BEGIN Material to process
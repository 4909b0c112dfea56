//! Start/goal factory.
//!
//! Scrambled starts are produced by walking the blank away from the goal
//! with random legal slides. Any sequence of legal slides preserves the
//! solvability parity, so every board this module returns is solvable by
//! construction -- there is no rejection sampling and no need to re-check.

use crate::board::{Board, Direction};
use crate::constants::MIN_DIMENSION;
use crate::error::PuzzleError;
use rand::seq::SliceRandom;
use rand::thread_rng;

/// The canonical goal grid for the given dimension.
pub fn goal_board(n: usize) -> Result<Board, PuzzleError> {
    if n < MIN_DIMENSION {
        return Err(PuzzleError::InvalidDimension { n });
    }
    Ok(Board::goal(n))
}

/// A guaranteed-solvable start configuration, `complexity` random legal
/// slides away from the goal.
///
/// The direction of each slide is chosen uniformly among the moves that are
/// in bounds for the current blank position. `complexity = 0` returns the
/// goal itself.
pub fn scrambled_start(n: usize, complexity: u32) -> Result<Board, PuzzleError> {
    let mut board = goal_board(n)?;
    let mut rng = thread_rng();

    for _ in 0..complexity {
        let legal: Vec<Direction> = Direction::ALL
            .into_iter()
            .filter(|direction| board.can_slide(*direction))
            .collect();
        // Every blank position has at least two legal slides.
        let direction = legal
            .choose(&mut rng)
            .copied()
            .expect("no legal slide available");
        board.slide(direction);
    }

    debug_assert!(board.is_solvable());
    Ok(board)
}
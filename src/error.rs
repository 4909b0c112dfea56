use thiserror::Error;

/// Errors produced when constructing puzzle boards.
///
/// Search exhaustion is deliberately not represented here -- an emptied
/// fringe is a defined terminal outcome of the search
/// ([`SearchOutcome::Exhausted`](crate::search::SearchOutcome)), not an error.
#[derive(Debug, Error, PartialEq, Eq)]
pub enum PuzzleError {
    /// The requested dimension is below the supported minimum.
    #[error("puzzle dimension must be at least 3, got {n}")]
    InvalidDimension { n: usize },
    /// Raw tile data is not a permutation of `0..n*n`.
    #[error("tile data is not a permutation of 0..{expected}")]
    MalformedTiles { expected: usize },
}
//! Successor generation: the fork/join step of each A* iteration.
//!
//! The four candidate slides of a dequeued state are independent -- each
//! worker reads the immutable parent grid plus read-only fringe/closed
//! membership and writes only its own output slot -- so they run as scoped
//! threads forked together and joined before anything is merged. All
//! fringe, closed, and arena mutation happens single-threaded in
//! [`merge_valid`], strictly after the join.

use crate::board::Direction;
use crate::closed::ClosedSet;
use crate::fringe::Fringe;
use crate::heuristic;
use crate::state::{SearchNode, StateArena, StateId};
use log::trace;
use std::thread;

/// Generate up to four successors of `current`, one slot per direction in
/// {left, right, down, up} order.
///
/// A slot is `None` when the slide is out of bounds for the blank position,
/// or when the candidate duplicates a state already present in the fringe
/// or the closed set (the candidate is dropped before it ever reaches the
/// arena).
pub fn expand(
    arena: &StateArena,
    current: StateId,
    fringe: &Fringe,
    closed: &ClosedSet,
) -> [Option<SearchNode>; 4] {
    let parent = arena.get(current);

    thread::scope(|scope| {
        Direction::ALL
            .map(|direction| {
                scope.spawn(move || candidate(arena, current, parent, direction, fringe, closed))
            })
            .map(|worker| worker.join().expect("direction worker panicked"))
    })
}

/// Build, score, and duplicate-filter one directional candidate.
fn candidate(
    arena: &StateArena,
    parent_id: StateId,
    parent: &SearchNode,
    direction: Direction,
    fringe: &Fringe,
    closed: &ClosedSet,
) -> Option<SearchNode> {
    if !parent.board.can_slide(direction) {
        return None;
    }

    let mut node = SearchNode::child_of(parent_id, parent, direction);
    node.set_estimate(heuristic::score(&node.board));

    if fringe.contains(arena, &node.board) || closed.contains(arena, &node.board) {
        trace!("discarding duplicate successor ({} slide)", direction);
        return None;
    }

    Some(node)
}

/// Merge every surviving slot into the fringe, returning how many were
/// inserted. Used for instrumentation; correctness does not depend on the
/// count.
pub fn merge_valid(
    arena: &mut StateArena,
    fringe: &mut Fringe,
    slots: [Option<SearchNode>; 4],
) -> usize {
    let mut merged = 0;
    for node in slots.into_iter().flatten() {
        let f = node.f;
        let id = arena.alloc(node);
        fringe.insert(f, id);
        merged += 1;
    }
    merged
}

#[cfg(test)]
mod tests {
    use super::*;
    use crate::board::Board;

    fn seeded(start: Board) -> (StateArena, StateId, Fringe, ClosedSet) {
        let mut arena = StateArena::new();
        let root = arena.new_root(start);
        (arena, root, Fringe::new(), ClosedSet::new())
    }

    #[test]
    fn corner_blank_yields_two_slots() {
        // Blank in the bottom-right corner: only left and up are in bounds.
        let (arena, root, fringe, closed) = seeded(Board::goal(3));
        let slots = expand(&arena, root, &fringe, &closed);

        assert!(slots[0].is_some()); // left
        assert!(slots[1].is_none()); // right
        assert!(slots[2].is_none()); // down
        assert!(slots[3].is_some()); // up
    }

    #[test]
    fn center_blank_yields_four_slots() {
        let start = Board::from_tiles(3, vec![1, 2, 3, 4, 0, 6, 7, 5, 8]).unwrap();
        let (arena, root, fringe, closed) = seeded(start);
        let slots = expand(&arena, root, &fringe, &closed);
        assert!(slots.iter().all(Option::is_some));
    }

    #[test]
    fn slots_carry_scored_costs() {
        let (arena, root, fringe, closed) = seeded(Board::goal(3));
        let slots = expand(&arena, root, &fringe, &closed);

        let left = slots[0].as_ref().unwrap();
        assert_eq!(left.g, 1);
        assert_eq!(left.h, crate::heuristic::score(&left.board));
        assert_eq!(left.f, left.g + left.h);
        assert_eq!(left.predecessor, Some(root));
    }

    #[test]
    fn closed_duplicates_are_discarded() {
        let (mut arena, root, fringe, mut closed) = seeded(Board::goal(3));

        // Pretend the left successor was already expanded.
        let left = Board::goal(3).child(Direction::Left);
        let left_id = arena.new_root(left);
        closed.push(left_id);

        let slots = expand(&arena, root, &fringe, &closed);
        assert!(slots[0].is_none());
        assert!(slots[3].is_some());
    }

    #[test]
    fn fringe_duplicates_are_discarded() {
        let (mut arena, root, mut fringe, closed) = seeded(Board::goal(3));

        let up = Board::goal(3).child(Direction::Up);
        let up_id = arena.new_root(up);
        fringe.insert(0, up_id);

        let slots = expand(&arena, root, &fringe, &closed);
        assert!(slots[0].is_some());
        assert!(slots[3].is_none());
    }

    #[test]
    fn merge_valid_counts_insertions() {
        let (mut arena, root, mut fringe, closed) = seeded(Board::goal(3));
        let slots = expand(&arena, root, &fringe, &closed);

        let merged = merge_valid(&mut arena, &mut fringe, slots);
        assert_eq!(merged, 2);
        assert_eq!(fringe.len(), 2);
        assert_eq!(arena.len(), 3); // root + two successors
    }
}
//! XML sitemap resolution.
//!
//! Expands a root sitemap into the full set of page URLs, following nested
//! `<sitemap>` index entries recursively. Leaf `<url>` entries are filtered
//! through the website's exclude and include-only patterns; sitemap index
//! URLs are never filtered. A sitemap that cannot be fetched or parsed is
//! skipped without failing the overall resolution.

use std::collections::HashSet;
use std::time::Duration;

use quick_xml::Reader;
use quick_xml::events::Event;
use regex::Regex;
use reqwest::Client;
use reqwest::header::{ACCEPT, CONTENT_ENCODING, HeaderMap, HeaderValue};
use scraper::{Html, Selector};
use tracing::{debug, info, warn};

use super::CrawlError;

const FETCH_ATTEMPTS: u32 = 3;
const BACKOFF_BASE_SECS: u64 = 1;
const BACKOFF_CAP_SECS: u64 = 10;
const GZIP_MAGIC: [u8; 2] = [0x1f, 0x8b];

/// Resolves sitemaps into deduplicated page URL sets.
#[derive(Clone, Debug)]
pub struct SitemapResolver {
    client: Client,
}

impl SitemapResolver {
    /// Build a resolver with its own HTTP client.
    ///
    /// The client decodes gzip and brotli transfer encodings transparently
    /// and carries the configured crawl user agent on every request.
    pub fn new(user_agent: &str) -> Result<Self, CrawlError> {
        let mut headers = HeaderMap::new();
        headers.insert(
            ACCEPT,
            HeaderValue::from_static("text/html,application/xml,application/xhtml+xml,*/*"),
        );
        let client = Client::builder()
            .user_agent(user_agent)
            .default_headers(headers)
            .timeout(Duration::from_secs(30))
            .build()?;
        Ok(Self { client })
    }

    /// Recursively resolve `sitemap_url` into the set of page URLs it
    /// reaches, applying `exclude` then `include_only` to leaf entries.
    ///
    /// Processing order across pending sitemaps is unspecified; each sitemap
    /// is fetched at most once even when indexes reference each other.
    pub async fn resolve(
        &self,
        sitemap_url: &str,
        exclude: &[Regex],
        include_only: &[Regex],
    ) -> HashSet<String> {
        let mut pages: HashSet<String> = HashSet::new();
        let mut processed: HashSet<String> = HashSet::new();
        let mut pending: Vec<String> = vec![sitemap_url.to_string()];

        while let Some(current) = pending.pop() {
            if !processed.insert(current.clone()) {
                continue;
            }
            info!(sitemap = %current, "processing sitemap");

            let content = match self.fetch_sitemap(&current).await {
                Ok(content) => content,
                Err(err) => {
                    warn!(sitemap = %current, error = %err, "skipping sitemap after failed fetch");
                    continue;
                }
            };

            let (page_urls, sitemap_urls) = match parse_sitemap(&content) {
                Ok(parsed) => parsed,
                Err(err) => {
                    warn!(sitemap = %current, error = %err, "strict parse failed, trying lenient recovery");
                    match parse_lenient(&content) {
                        Some(urls) => (urls, Vec::new()),
                        None => {
                            warn!(sitemap = %current, "unable to recover any URLs, dropping sitemap");
                            continue;
                        }
                    }
                }
            };

            for url in page_urls {
                if exclude.iter().any(|pattern| pattern.is_match(&url)) {
                    continue;
                }
                if !include_only.is_empty()
                    && !include_only.iter().any(|pattern| pattern.is_match(&url))
                {
                    continue;
                }
                pages.insert(url);
            }
            pending.extend(sitemap_urls);
        }

        info!(sitemap = %sitemap_url, pages = pages.len(), "sitemap resolution complete");
        pages
    }

    /// Fetch one sitemap's raw bytes, retrying transient failures with
    /// exponential backoff.
    async fn fetch_sitemap(&self, url: &str) -> Result<Vec<u8>, CrawlError> {
        let mut attempt = 1u32;
        loop {
            match self.fetch_once(url).await {
                Ok(bytes) => return Ok(bytes),
                Err(err) if attempt < FETCH_ATTEMPTS => {
                    let wait = backoff(attempt);
                    debug!(sitemap = %url, attempt, error = %err, "retrying sitemap fetch in {wait:?}");
                    tokio::time::sleep(wait).await;
                    attempt += 1;
                }
                Err(err) => return Err(err),
            }
        }
    }

    async fn fetch_once(&self, url: &str) -> Result<Vec<u8>, CrawlError> {
        let response = self.client.get(url).send().await?.error_for_status()?;

        // reqwest strips the content-encoding header for the schemes it
        // decoded; anything still present names a scheme the transport did
        // not handle.
        if let Some(encoding) = response.headers().get(CONTENT_ENCODING) {
            let encoding = encoding.to_str().unwrap_or("").to_ascii_lowercase();
            if !encoding.is_empty() && encoding != "identity" {
                warn!(sitemap = %url, %encoding, "undecoded content-encoding on sitemap response");
            }
        }

        let bytes = response.bytes().await?.to_vec();
        if bytes.starts_with(&GZIP_MAGIC) {
            // Some origins serve .xml.gz with a misleading header set; the
            // parser will reject it and the sitemap gets skipped.
            warn!(sitemap = %url, "sitemap body still looks gzip-compressed after transport decoding");
        }
        debug!(sitemap = %url, bytes = bytes.len(), "fetched sitemap");
        Ok(bytes)
    }
}

fn backoff(attempt: u32) -> Duration {
    let secs = BACKOFF_BASE_SECS << (attempt - 1);
    Duration::from_secs(secs.min(BACKOFF_CAP_SECS))
}

#[derive(Clone, Copy, PartialEq)]
enum LocParent {
    None,
    Url,
    Sitemap,
}

fn push_loc(text: &str, parent: LocParent, pages: &mut Vec<String>, sitemaps: &mut Vec<String>) {
    let url = text.trim();
    if url.is_empty() {
        return;
    }
    match parent {
        LocParent::Url => pages.push(url.to_string()),
        LocParent::Sitemap => sitemaps.push(url.to_string()),
        LocParent::None => {}
    }
}

/// Parse a sitemap document, separating leaf page URLs from nested sitemap
/// URLs by their parent element (`<url>` vs `<sitemap>`).
fn parse_sitemap(content: &[u8]) -> Result<(Vec<String>, Vec<String>), quick_xml::Error> {
    let mut reader = Reader::from_reader(content);
    reader.trim_text(true);

    let mut pages = Vec::new();
    let mut sitemaps = Vec::new();
    let mut parent = LocParent::None;
    let mut in_loc = false;
    let mut buf = Vec::new();

    loop {
        match reader.read_event_into(&mut buf)? {
            Event::Start(ref e) => match e.local_name().as_ref() {
                b"url" => parent = LocParent::Url,
                b"sitemap" => parent = LocParent::Sitemap,
                b"loc" => in_loc = true,
                _ => {}
            },
            Event::End(ref e) => match e.local_name().as_ref() {
                b"url" | b"sitemap" => parent = LocParent::None,
                b"loc" => in_loc = false,
                _ => {}
            },
            Event::Text(ref e) => {
                if in_loc {
                    push_loc(&e.unescape()?, parent, &mut pages, &mut sitemaps);
                }
            }
            Event::CData(ref e) => {
                if in_loc {
                    let text = String::from_utf8_lossy(e).into_owned();
                    push_loc(&text, parent, &mut pages, &mut sitemaps);
                }
            }
            Event::Eof => break,
            _ => {}
        }
        buf.clear();
    }

    Ok((pages, sitemaps))
}

/// Lenient recovery for malformed sitemaps: run the bytes through a
/// forgiving HTML parser and collect the text of any `<loc>` element.
fn parse_lenient(content: &[u8]) -> Option<Vec<String>> {
    let text = String::from_utf8_lossy(content);
    let document = Html::parse_document(&text);
    let selector = Selector::parse("loc").expect("static selector");

    let urls: Vec<String> = document
        .select(&selector)
        .map(|el| el.text().collect::<String>().trim().to_string())
        .filter(|url| !url.is_empty())
        .collect();

    if urls.is_empty() { None } else { Some(urls) }
}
END Material to process
**Work to complete:** Reproduce exactly the first line of the listing and every line after it, through the one containing "slides preserves the". Nothing else belongs in the output.

**Exercise solution:**
repository 4909b0c112dfea56
//! Start/goal factory.
//!
//! Scrambled starts are produced by walking the blank away from the goal
//! with random legal slides. Any sequence of legal slides preserves the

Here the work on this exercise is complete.